▶ Your assignment
Whenever a line of the records below contains the word "Fixed", copy that line.

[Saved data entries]
impl GriddedTensor {
    /// Build a new tensor by keeping, reversing, slicing, summing, tracing,
    /// fixing, interpolating or resampling each source axis as `specs` says.
    ///
    /// The source is never modified. When the source grid is set the output
    /// gets the matching grid (kept axes carry their coordinates, resampled
    /// axes their new ones); otherwise its grid is left unset.
    ///
    /// ```
    /// # use tg_tensor::{GriddedTensor, IndexSpec, RearrangeOptions};
    /// let mut t = GriddedTensor::new(&[2, 3]).unwrap();
    /// t.data_mut().copy_from_slice(&[1.0, 2.0, 3.0, 4.0, 5.0, 6.0]);
    /// let s = t
    ///     .rearrange_and_copy(&[IndexSpec::sum(0), IndexSpec::reverse(1)], RearrangeOptions::default())
    ///     .unwrap();
    /// assert_eq!(s.data(), &[9.0, 7.0, 5.0]);
    /// ```
    ///
    /// # Errors
    /// With `err_on_fail` set, `InvalidArgument` for uncovered, repeated or
    /// out-of-range axes and bounds, `Precondition` when `Interp`/`Grid`
    /// entries meet a tensor without a grid. Without it, any failure yields
    /// `Ok` with a rank-0 tensor.
    pub fn rearrange_and_copy(
        &self,
        specs: &[IndexSpec],
        opts: RearrangeOptions,
    ) -> Result<GriddedTensor> {
        match self.plan(specs, opts).and_then(|plan| self.execute(&plan, opts)) {
            Ok(t) => Ok(t),
            Err(e) if !opts.err_on_fail => {
                warn!(error = %e, "rearrangement failed; returning an empty tensor");
                Ok(GriddedTensor::default())
            }
            Err(e) => Err(e),
        }
    }

    fn plan(&self, specs: &[IndexSpec], opts: RearrangeOptions) -> Result<Plan> {
        const OP: &str = "rearrange_and_copy";
        let rank = self.rank();
        tg_core::ensure_arg!(rank > 0, "source tensor has rank 0 in {OP}()");

        let mut owner: Vec<Option<usize>> = vec![None; rank];
        for (k, spec) in specs.iter().enumerate() {
            let (a, b) = spec.source_axes();
            for axis in std::iter::once(a).chain(b) {
                tg_core::ensure_arg!(
                    axis < rank,
                    "entry {k} ({spec}) names axis {axis} of a rank {rank} tensor in {OP}()"
                );
                if let Some(prev) = owner[axis] {
                    return Err(Error::InvalidArgument(format!(
                        "axis {axis} covered by entries {prev} and {k} in {OP}()"
                    )));
                }
                owner[axis] = Some(k);
            }
        }
        if let Some(axis) = owner.iter().position(Option::is_none) {
            return Err(Error::InvalidArgument(format!(
                "axis {axis} not covered by any entry in {OP}()"
            )));
        }

        let needs_grid = specs
            .iter()
            .any(|s| matches!(s, IndexSpec::Interp { .. } | IndexSpec::Grid { .. }));
        if needs_grid {
            self.require_grid(OP)?;
        }

        let mut sources = vec![Source::Fixed(0); rank];
        let mut out_sizes = Vec::new();
        let mut out_grids = Vec::new();
        let mut loop_extents = Vec::new();
        for spec in specs {
            let out = out_sizes.len();
            match *spec {
                IndexSpec::Index(a) => {
                    sources[a] = Source::Output {
                        out,
                        begin: 0,
                        reversed: false,
                    };
                    out_sizes.push(self.size(a));
                    if self.is_grid_set() {
                        out_grids.push(self.copy_grid(a)?);
                    }
                }
                IndexSpec::Reverse(a) => {
                    let n = self.size(a);
                    sources[a] = Source::Output {
                        out,
                        begin: n - 1,
                        reversed: true,
                    };
                    out_sizes.push(n);
                    if self.is_grid_set() {
                        out_grids.push(self.grid_axis(a)?.iter().rev().copied().collect());
                    }
                }
                IndexSpec::Range { axis, begin, end } => {
                    let n = self.size(axis);
                    if begin >= n || end >= n {
                        return Err(Error::InvalidArgument(format!(
                            "range {begin}..={end} exceeds size {n} of axis {axis} in {OP}()"
                        )));
                    }
                    let reversed = begin > end;
                    sources[axis] = Source::Output {
                        out,
                        begin,
                        reversed,
                    };
                    out_sizes.push(begin.abs_diff(end) + 1);
                    if self.is_grid_set() {
                        let g = self.grid_axis(axis)?;
                        out_grids.push(if reversed {
                            g[end..=begin].iter().rev().copied().collect()
                        } else {
                            g[begin..=end].to_vec()
                        });
                    }
                }
                IndexSpec::Trace(a, b) => {
                    tg_core::ensure_arg!(a != b, "trace over axis {a} with itself in {OP}()");
                    sources[a] = Source::Loop(loop_extents.len());
                    sources[b] = Source::Loop(loop_extents.len());
                    loop_extents.push(self.size(a).min(self.size(b)));
                }
                IndexSpec::Sum(a) => {
                    sources[a] = Source::Loop(loop_extents.len());
                    loop_extents.push(self.size(a));
                }
                IndexSpec::Fixed { axis, index } => {
                    let n = self.size(axis);
                    if index >= n {
                        return Err(Error::IndexOutOfRange { index, size: n });
                    }
                    sources[axis] = Source::Fixed(index);
                }
                IndexSpec::Interp { axis, value } => {
                    sources[axis] = Source::Value(value);
                }
                IndexSpec::Grid {
                    axis,
                    begin,
                    end,
                    width,
                    log,
                } => {
                    let grid = UniformGrid::from_width(begin, end, width, log)?;
                    sources[axis] = Source::Resampled { out, grid };
                    out_sizes.push(grid.npoints());
                    out_grids.push(grid.values());
                }
            }
        }
        tg_core::ensure_arg!(
            !out_sizes.is_empty(),
            "every axis is reduced, leaving a rank 0 result in {OP}()"
        );

        let interp_axes: Vec<usize> = sources
            .iter()
            .enumerate()
            .filter(|(_, s)| matches!(s, Source::Value(_) | Source::Resampled { .. }))
            .map(|(a, _)| a)
            .collect();

        if opts.verbose > 0 {
            info!(
                source_sizes = ?self.sizes(),
                output_sizes = ?out_sizes,
                sums = loop_extents.len(),
                interpolated = interp_axes.len(),
                "rearranging tensor"
            );
        }
        if opts.verbose > 1 {
            for (axis, src) in sources.iter().enumerate() {
                debug!(axis, source = ?src, "source axis mapping");
            }
        }

        Ok(Plan {
            sources,
            out_grids: self.is_grid_set().then_some(out_grids),
            out_sizes,
            loop_extents,
            interp_axes,
        })
    }

    fn execute(&self, plan: &Plan, opts: RearrangeOptions) -> Result<GriddedTensor> {
        let mut out = GriddedTensor::new(&plan.out_sizes)?;
        if let Some(grids) = &plan.out_grids {
            out.set_grid(grids)?;
        }
        out.set_interp_type(self.interp_type());

        let n_loops: usize = plan.loop_extents.iter().product();
        let mut ix_new = vec![0; out.rank()];
        let mut ix_loop = vec![0; plan.loop_extents.len()];
        let mut ix_old = vec![0; self.rank()];
        let mut values = Vec::with_capacity(plan.interp_axes.len());
        let mut scratch = InterpScratch::new();

        for k in 0..out.total_size() {
            out.unpack_index(k, &mut ix_new);
            values.clear();
            values.extend(plan.sources.iter().filter_map(|s| match *s {
                Source::Value(x) => Some(x),
                Source::Resampled { out, grid } => Some(grid.value(ix_new[out])),
                _ => None,
            }));
            let mut sum = 0.0;
            for l in 0..n_loops {
                unpack(&plan.loop_extents, l, &mut ix_loop);
                for (axis, src) in plan.sources.iter().enumerate() {
                    ix_old[axis] = match *src {
                        Source::Output {
                            out,
                            begin,
                            reversed: false,
                        } => begin + ix_new[out],
                        Source::Output {
                            out,
                            begin,
                            reversed: true,
                        } => begin - ix_new[out],
                        Source::Loop(j) => ix_loop[j],
                        Source::Fixed(i) => i,
                        Source::Value(_) | Source::Resampled { .. } => 0,
                    };
                }
                let term = if plan.interp_axes.is_empty() {
                    self.data()[self.tensor().pack_unchecked(&ix_old)]
                } else {
                    self.partial_unchecked(
                        &plan.interp_axes,
                        &ix_old,
                        &values,
                        &mut scratch,
                        "rearrange_and_copy",
                    )?
                };
                if opts.verbose > 2 {
                    trace!(cell = k, step = l, index = ?ix_old, term, "summation step");
                }
                sum += term;
            }
            out.data_mut()[k] = sum;
        }
        Ok(out)
    }
}
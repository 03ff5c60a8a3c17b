//! Game rules for tic-tac-toe.
//!
//! Pure functions for evaluating a board. Rules are kept apart from the
//! engine so the history model and the outcome logic can be tested alone.

pub mod draw;
pub mod win;

pub use draw::{is_draw, is_full};
pub use win::{LINES, WinningLine, detect_winner};
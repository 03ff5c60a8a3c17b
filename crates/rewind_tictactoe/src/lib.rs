//! Tic-tac-toe engine with move history, time travel, and a seat scoreboard.
//!
//! # Architecture
//!
//! - **Rules**: pure win and draw detection over a [`Board`]
//! - **Engine**: [`GameEngine`] owns history, turn, seat ownership of X, and scores
//! - **Snapshot**: [`Snapshot`] is the read-only projection handed to renderers
//! - **Session**: [`Session`] dispatches [`Intent`]s and notifies observers
//!
//! # Example
//!
//! ```
//! use rewind_tictactoe::{GameStatus, Intent, Session};
//!
//! let mut session = Session::default();
//! session.dispatch(Intent::Start)?;
//! for cell in [0, 1, 4, 2, 8] {
//!     session.dispatch(Intent::Click(cell))?;
//! }
//! assert_eq!(*session.snapshot().status(), GameStatus::Winner);
//! assert_eq!(session.snapshot().status_text(), "Winner is: Player 1!");
//! # Ok::<(), rewind_tictactoe::EngineError>(())
//! ```

#![warn(missing_docs)]
#![forbid(unsafe_code)]

mod engine;
mod error;
mod history;
pub mod invariants;
mod position;
pub mod rules;
mod seat;
mod session;
mod snapshot;
mod types;

pub use engine::{FULL_HISTORY_LEN, GameEngine, GameStatus, Phase};
pub use error::{EngineError, IgnoreReason, MoveOutcome};
pub use history::History;
pub use position::Position;
pub use rules::{WinningLine, detect_winner};
pub use seat::{Scores, Seat, Standing};
pub use session::{Dispatched, Intent, Session, SnapshotObserver};
pub use snapshot::{MoveLabel, PlayerNames, SeatLine, Snapshot};
pub use types::{BOARD_CELLS, BOARD_SIDE, Board, Player, Square};
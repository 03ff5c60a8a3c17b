//! Command-line interface for rewind.

use clap::{Parser, Subcommand};
use std::path::PathBuf;

/// Rewind - tic-tac-toe with time travel and a running scoreboard
#[derive(Parser, Debug)]
#[command(name = "rewind")]
#[command(about = "Two-player tic-tac-toe with move history and scores", long_about = None)]
#[command(version)]
pub struct Cli {
    /// Path to the TOML configuration file
    #[arg(short, long, global = true, default_value = "rewind.toml")]
    pub config: PathBuf,

    /// Name for player one (overrides the config file)
    #[arg(long, global = true)]
    pub player_one: Option<String>,

    /// Name for player two (overrides the config file)
    #[arg(long, global = true)]
    pub player_two: Option<String>,

    /// Subcommand to run (defaults to `play`)
    #[command(subcommand)]
    pub command: Option<Command>,
}

/// Available commands
#[derive(Subcommand, Debug, Clone, PartialEq, Eq)]
pub enum Command {
    /// Play in the terminal UI
    Play,

    /// Run intents from a file without a UI
    ///
    /// One intent per line: `start`, `click N`, `jump N`, `reset`,
    /// `name 1|2 TEXT`, `show`. Blank lines and `#` comments are skipped;
    /// a `name` line keeps everything after the seat, `#` included.
    Script {
        /// Script file, or `-` for stdin
        #[arg(default_value = "-")]
        input: String,

        /// Print the final snapshot as JSON
        #[arg(long)]
        json: bool,
    },
}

▶ Output
        let mut sources = vec![Source::Fixed(0); rank];
                IndexSpec::Fixed { axis, index } => {
                    sources[axis] = Source::Fixed(index);
                        Source::Fixed(i) => i,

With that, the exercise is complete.